Angesichts der angeregten Diskussion möchte auch ich meinen Senf zu dem Vorfall dazugeben.
Aber erstmal herzlichen Glückwunsch zu den gelungenen Bildern, es ist interessant, sowas mal als Bild zu sehen, wo man sonst als Techniker nur mit den Ergebnissen konfrontiert wird.
Meiner Meinung nach war es eher fragwürdig bis riskant, vielleicht sogar unverantwortlich, das Fahrwerk einzufahren und den Flug normal zu absolvieren.
Wobei, ganz klar, ich nicht weiß, ob die Crew den Reifenplatzer mitbekommen hat, wovon aber fast auszugehen ist.
Bei der 737 Classic werden die Hauptfahrwerksräder automatisch hydraulisch abgebremst, sobald der Fahrwerkshebel auf "up" gelegt wird, so daß die Räder nicht mehr drehen, wenn das Fahrwerk im Fahrwerksschacht eingefahren wird.
Die Hauptfahrwerksreifen sind mit Stickstoff gefüllt, der Druck beträgt im Normalfall je nach Reifengröße und eingetragenem zulässigen MTOW bei der 737-400 205 - 215 PSI im kalten Zustand.
Im Transit, nach einer Landung steigt der Reifendruck durch die Wärme der Bremsen/Räder gern bis auf ca. 240 - 250 PSI an.
Das sind ca. 17,0 bar.
Wenn solch ein Reifen beim Take Off-Run platzt, fliegen buchstäblich die Fetzen. Und hier wird es gefährlich und interessant.
Die flexiblen, stahldrahtummantelten Hydraulikleitungen zu den Radbremsen der 737 werden dabei oft genug abgerissen, was zum einen zu einem Hydraulikflüssigkeitsverlust führt, aber eben auch dafür sorgt, daß das betreffende Rad ungebremst und sich drehend in den Fahrwerksschacht einfährt. Oftmals ist dann der Durchmesser der sich drehenden Reifenreste größer als der intakte Reifen.
In unserem Fall liegt dann auf der linken Hauptfahrwerksschachtseite ein Teil des Landeklappenantriebs, der Hydrauliktank des A-Systems, der hydraulische Querruderfahrzylinder und noch diverse andere recht lebenswichtige Bauteile.
Nicht auszudenken, was da hätte passieren können.
Desweiteren ist solch ein Vorfall beim LBA meldepflichtig, würde mich interessieren, wie das "Nachspiel" für die betreffende Airline aussieht.
Feuerwerk hat geschrieben:
Frag mal deine "Experten" nach dem MLW der 734 im Vergleich zu ihrem am Samstag aktuellen Startgewicht (sprich wie lange gehalten werden müsste, um das MLW zu erreichen [B737-400 kann kein Fuel dumpen])

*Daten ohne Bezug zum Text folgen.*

use super::Command;
use crate::context::AppContext;
use crate::views::history::{
    HistoryOutcome, NEEDS_TASK_ID_MESSAGE, NOT_FOUND_MESSAGE, entry_body, entry_title,
    found_summary, header, load_history,
};
use async_trait::async_trait;
use std::error::Error;

pub struct HistoryCommand {
    pub task_id: Option<String>,
}

#[async_trait]
impl Command for HistoryCommand {
    async fn execute(&self, ctx: &AppContext) -> Result<(), Box<dyn Error>> {
        let task_id = self.task_id.as_deref().unwrap_or_default();
        let outcome = load_history(ctx, task_id).await;
        if let HistoryOutcome::Error(error) = outcome {
            return Err(error.into());
        }
        for line in history_lines(&outcome) {
            println!("{line}");
        }
        Ok(())
    }
}

/// Plain-text rendering of a history outcome, every step expanded.
fn history_lines(outcome: &HistoryOutcome) -> Vec<String> {
    match outcome {
        HistoryOutcome::NeedsTaskId => vec![NEEDS_TASK_ID_MESSAGE.to_string()],
        HistoryOutcome::NotFound => vec![NOT_FOUND_MESSAGE.to_string()],
        HistoryOutcome::Error(error) => vec![error.clone()],
        HistoryOutcome::Found { task, outputs } => {
            let mut lines = vec![found_summary(outputs)];
            if let Some(task) = task {
                lines.push(header(task));
            }
            for output in outputs {
                lines.push(String::new());
                lines.push(entry_title(output));
                lines.extend(
                    entry_body(output)
                        .render_lines()
                        .into_iter()
                        .map(|line| format!("  {line}")),
                );
            }
            lines
        }
    }
}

Man muß kein Experte sein, um das Dank Internet herauszufinden, nur lesen sollte man können.
Das MTOW der 737-400 liegt bei rund 62,8 t, das maximale Landegewicht bei 54,8 t.
In diesem Fall ist eine sanfte Overweightlandung mit 8,0 t zuviel m.E. bestimmt verantwortungsvoller, als den waidwunden Bock nach Hause zu fliegen. Kosten hin oder her, das war kein Viehtransport.
Feuerwerk hat geschrieben:
Frag mal deine "Experten", warum ein Flugzeug zwei Reifen am MLG hat.
Erstens, weil es Bauvorschrift ist und zweitens, weil eine 737 für nur drei Räder schlicht zu schwer ist.
Feuerwerk hat geschrieben:
Frag mal deine "Experten", wie oft es Reifenplatzer gibt (und wie viele 737 dabei schon verunglückt sind)
Tja und das ist das Problem, nämlich häufiger, als man vermutet. Es muß ja nicht immer gleich zu Flugunfällen führen, schwere Beschädigungen im Fahrwerksschacht reichen.
Dieser Umstand hat bei der 737 NG dazu geführt, daß sie unterhalb des Fahrwerkschachtes sogenannte "frangible Fittings" hat. Diese Bauteile sollen bei einem Reifenplatzer von den Reifenresten abgeschlagen werden und sorgen dann dafür, daß der Fahrwerkseinfahrdruck abgelassen wird und das Fahrwerk nicht in den Fahrwerksschacht einfährt, sondern durch Schwerkraft und Federkraft wieder ausgefahren und verriegelt wird.